Which lines of the records contain the word "cannot"? Show each of them.

********************

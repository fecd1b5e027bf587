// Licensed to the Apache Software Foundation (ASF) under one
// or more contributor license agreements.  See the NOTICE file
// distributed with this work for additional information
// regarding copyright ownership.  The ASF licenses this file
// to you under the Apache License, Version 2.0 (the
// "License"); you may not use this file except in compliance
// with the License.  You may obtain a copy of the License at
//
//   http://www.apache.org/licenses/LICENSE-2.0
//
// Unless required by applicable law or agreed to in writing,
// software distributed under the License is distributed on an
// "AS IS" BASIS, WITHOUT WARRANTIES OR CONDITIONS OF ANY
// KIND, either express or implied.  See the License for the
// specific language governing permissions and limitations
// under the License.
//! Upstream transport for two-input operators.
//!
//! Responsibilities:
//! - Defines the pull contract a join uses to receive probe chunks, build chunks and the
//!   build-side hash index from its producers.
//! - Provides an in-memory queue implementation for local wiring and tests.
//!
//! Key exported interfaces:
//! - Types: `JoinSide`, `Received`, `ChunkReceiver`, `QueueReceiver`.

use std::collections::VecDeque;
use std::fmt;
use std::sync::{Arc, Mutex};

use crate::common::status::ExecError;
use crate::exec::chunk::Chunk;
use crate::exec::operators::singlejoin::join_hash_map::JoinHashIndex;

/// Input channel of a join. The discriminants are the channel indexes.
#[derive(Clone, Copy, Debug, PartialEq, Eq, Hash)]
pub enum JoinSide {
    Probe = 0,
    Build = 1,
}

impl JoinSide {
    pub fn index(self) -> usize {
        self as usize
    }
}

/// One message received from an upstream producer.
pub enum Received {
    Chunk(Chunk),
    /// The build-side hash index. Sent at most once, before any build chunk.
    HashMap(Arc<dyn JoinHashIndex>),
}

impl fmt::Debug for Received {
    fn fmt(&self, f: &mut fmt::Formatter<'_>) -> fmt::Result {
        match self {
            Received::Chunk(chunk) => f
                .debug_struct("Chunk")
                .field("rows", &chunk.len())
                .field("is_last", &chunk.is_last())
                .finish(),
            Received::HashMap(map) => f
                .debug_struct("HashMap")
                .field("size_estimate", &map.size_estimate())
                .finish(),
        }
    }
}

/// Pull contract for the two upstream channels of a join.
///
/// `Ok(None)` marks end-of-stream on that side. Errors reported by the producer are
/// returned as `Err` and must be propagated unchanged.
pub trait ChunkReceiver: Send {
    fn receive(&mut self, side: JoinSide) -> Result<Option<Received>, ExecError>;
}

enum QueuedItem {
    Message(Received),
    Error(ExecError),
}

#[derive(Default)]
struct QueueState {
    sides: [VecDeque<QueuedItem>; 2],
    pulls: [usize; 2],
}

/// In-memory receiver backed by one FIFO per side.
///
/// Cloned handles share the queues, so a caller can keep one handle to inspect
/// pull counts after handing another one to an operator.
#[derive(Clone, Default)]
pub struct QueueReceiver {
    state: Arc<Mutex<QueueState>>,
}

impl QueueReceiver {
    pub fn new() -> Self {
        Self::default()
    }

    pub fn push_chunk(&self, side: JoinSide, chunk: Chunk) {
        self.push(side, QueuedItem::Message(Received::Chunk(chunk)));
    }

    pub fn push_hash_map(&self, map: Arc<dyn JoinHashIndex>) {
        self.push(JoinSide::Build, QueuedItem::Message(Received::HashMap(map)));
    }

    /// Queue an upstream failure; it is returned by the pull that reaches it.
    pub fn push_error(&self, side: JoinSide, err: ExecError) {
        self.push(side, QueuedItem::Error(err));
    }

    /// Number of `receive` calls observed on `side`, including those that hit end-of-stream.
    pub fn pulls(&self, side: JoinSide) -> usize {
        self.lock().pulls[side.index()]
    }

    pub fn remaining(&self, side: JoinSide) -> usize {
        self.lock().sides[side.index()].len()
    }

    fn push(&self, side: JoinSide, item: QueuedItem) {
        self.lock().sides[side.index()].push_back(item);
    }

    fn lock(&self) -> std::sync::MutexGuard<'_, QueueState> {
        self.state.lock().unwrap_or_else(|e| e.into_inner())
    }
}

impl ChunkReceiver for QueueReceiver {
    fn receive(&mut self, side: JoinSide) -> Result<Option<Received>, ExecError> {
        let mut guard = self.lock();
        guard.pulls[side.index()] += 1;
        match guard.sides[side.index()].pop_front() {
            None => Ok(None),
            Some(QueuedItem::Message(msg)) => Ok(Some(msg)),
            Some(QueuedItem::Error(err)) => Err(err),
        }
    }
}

********************

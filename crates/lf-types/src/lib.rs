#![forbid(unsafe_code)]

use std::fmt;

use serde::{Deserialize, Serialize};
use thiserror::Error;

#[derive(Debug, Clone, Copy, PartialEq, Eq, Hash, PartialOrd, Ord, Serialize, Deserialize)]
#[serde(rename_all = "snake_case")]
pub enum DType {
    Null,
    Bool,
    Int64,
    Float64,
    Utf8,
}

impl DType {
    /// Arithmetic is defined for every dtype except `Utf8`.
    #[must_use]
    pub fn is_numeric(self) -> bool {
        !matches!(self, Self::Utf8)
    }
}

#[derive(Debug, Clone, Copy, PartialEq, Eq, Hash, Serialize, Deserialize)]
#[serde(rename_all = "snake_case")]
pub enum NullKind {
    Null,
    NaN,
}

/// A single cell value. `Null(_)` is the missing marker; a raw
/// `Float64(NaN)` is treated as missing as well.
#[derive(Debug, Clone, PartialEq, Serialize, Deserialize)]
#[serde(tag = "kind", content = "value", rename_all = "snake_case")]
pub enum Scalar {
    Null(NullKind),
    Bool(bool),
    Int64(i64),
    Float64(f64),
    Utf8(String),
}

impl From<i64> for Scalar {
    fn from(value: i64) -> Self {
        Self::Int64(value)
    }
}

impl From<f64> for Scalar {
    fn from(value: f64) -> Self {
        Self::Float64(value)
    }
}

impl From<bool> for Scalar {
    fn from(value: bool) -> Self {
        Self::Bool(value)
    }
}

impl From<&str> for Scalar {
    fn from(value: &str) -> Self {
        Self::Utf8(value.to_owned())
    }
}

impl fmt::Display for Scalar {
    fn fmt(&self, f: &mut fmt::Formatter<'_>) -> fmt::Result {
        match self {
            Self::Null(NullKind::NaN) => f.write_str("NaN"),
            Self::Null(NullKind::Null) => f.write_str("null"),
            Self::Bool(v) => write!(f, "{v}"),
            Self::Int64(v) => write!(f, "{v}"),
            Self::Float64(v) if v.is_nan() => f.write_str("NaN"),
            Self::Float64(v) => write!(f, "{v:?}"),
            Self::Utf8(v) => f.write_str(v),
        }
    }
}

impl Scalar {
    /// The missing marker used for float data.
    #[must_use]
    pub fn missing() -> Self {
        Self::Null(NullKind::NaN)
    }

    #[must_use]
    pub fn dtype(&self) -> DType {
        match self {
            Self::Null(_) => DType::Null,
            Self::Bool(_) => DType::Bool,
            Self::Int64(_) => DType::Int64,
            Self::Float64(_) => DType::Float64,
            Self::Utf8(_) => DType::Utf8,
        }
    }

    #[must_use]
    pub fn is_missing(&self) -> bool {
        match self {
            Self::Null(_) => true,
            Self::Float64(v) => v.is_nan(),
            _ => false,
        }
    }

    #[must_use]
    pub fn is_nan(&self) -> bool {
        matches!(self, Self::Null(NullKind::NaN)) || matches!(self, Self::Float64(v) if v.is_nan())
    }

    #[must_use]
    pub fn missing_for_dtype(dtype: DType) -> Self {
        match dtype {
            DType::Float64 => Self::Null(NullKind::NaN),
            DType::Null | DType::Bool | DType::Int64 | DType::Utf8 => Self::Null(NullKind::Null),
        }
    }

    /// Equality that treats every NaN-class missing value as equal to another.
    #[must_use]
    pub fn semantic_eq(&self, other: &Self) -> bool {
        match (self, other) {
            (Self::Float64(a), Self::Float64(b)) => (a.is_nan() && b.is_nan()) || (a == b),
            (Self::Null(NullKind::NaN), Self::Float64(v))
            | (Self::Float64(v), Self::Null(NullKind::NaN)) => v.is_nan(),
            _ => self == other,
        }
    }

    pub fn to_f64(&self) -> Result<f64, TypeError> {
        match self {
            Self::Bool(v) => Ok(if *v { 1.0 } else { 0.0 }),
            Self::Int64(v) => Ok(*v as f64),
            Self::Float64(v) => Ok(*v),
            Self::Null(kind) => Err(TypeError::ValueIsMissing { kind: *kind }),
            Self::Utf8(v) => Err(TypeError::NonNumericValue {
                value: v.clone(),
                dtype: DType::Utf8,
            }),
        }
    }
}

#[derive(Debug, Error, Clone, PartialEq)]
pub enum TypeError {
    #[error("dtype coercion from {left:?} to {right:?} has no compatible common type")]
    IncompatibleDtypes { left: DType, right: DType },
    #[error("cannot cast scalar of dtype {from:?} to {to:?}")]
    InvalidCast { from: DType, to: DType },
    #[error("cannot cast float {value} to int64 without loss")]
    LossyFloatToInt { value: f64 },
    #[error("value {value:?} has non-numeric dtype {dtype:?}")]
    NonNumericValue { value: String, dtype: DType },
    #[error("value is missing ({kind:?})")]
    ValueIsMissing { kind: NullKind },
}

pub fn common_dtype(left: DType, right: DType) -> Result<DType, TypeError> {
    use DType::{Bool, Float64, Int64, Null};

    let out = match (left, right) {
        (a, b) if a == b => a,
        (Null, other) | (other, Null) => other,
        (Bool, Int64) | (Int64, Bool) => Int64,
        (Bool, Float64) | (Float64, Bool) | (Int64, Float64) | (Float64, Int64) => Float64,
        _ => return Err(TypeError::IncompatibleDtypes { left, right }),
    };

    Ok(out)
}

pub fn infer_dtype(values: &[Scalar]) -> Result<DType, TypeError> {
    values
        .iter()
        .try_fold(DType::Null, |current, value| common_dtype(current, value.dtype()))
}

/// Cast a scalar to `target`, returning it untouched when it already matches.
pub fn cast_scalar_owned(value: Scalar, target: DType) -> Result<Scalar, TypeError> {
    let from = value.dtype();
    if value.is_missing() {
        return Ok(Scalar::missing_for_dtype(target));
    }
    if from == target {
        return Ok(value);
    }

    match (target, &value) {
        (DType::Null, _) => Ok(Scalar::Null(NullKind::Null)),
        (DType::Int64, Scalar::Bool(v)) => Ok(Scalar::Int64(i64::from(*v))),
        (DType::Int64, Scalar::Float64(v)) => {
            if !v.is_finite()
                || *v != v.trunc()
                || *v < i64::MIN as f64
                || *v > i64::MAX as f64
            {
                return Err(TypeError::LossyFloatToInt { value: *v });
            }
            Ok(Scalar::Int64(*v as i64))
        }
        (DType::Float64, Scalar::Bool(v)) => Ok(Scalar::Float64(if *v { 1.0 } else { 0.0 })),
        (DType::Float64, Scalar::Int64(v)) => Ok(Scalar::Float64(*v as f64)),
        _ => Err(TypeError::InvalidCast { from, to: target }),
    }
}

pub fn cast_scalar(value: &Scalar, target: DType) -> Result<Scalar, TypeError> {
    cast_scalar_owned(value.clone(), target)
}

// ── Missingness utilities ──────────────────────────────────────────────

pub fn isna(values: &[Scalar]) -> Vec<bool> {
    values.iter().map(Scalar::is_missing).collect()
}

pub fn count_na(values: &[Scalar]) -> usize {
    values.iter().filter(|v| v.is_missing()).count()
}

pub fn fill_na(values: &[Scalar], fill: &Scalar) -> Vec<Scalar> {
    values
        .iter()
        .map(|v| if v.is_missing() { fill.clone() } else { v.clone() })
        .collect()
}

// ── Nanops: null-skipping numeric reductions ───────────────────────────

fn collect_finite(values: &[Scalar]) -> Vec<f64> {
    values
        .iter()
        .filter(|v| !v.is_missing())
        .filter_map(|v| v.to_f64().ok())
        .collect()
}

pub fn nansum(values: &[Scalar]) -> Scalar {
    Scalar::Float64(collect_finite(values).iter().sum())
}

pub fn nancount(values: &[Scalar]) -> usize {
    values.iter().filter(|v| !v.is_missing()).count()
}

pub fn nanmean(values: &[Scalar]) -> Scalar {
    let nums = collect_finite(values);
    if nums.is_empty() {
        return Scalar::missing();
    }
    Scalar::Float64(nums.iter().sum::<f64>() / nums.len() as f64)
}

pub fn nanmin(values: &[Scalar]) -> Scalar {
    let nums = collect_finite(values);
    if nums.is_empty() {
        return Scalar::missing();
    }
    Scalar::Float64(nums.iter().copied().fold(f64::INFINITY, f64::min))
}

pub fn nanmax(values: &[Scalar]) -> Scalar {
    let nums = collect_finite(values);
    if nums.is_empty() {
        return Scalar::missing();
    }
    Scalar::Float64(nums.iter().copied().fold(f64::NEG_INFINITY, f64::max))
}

********************

# [RESPONSE]
    #[error("cannot cast scalar of dtype {from:?} to {to:?}")]
    #[error("cannot cast float {value} to int64 without loss")]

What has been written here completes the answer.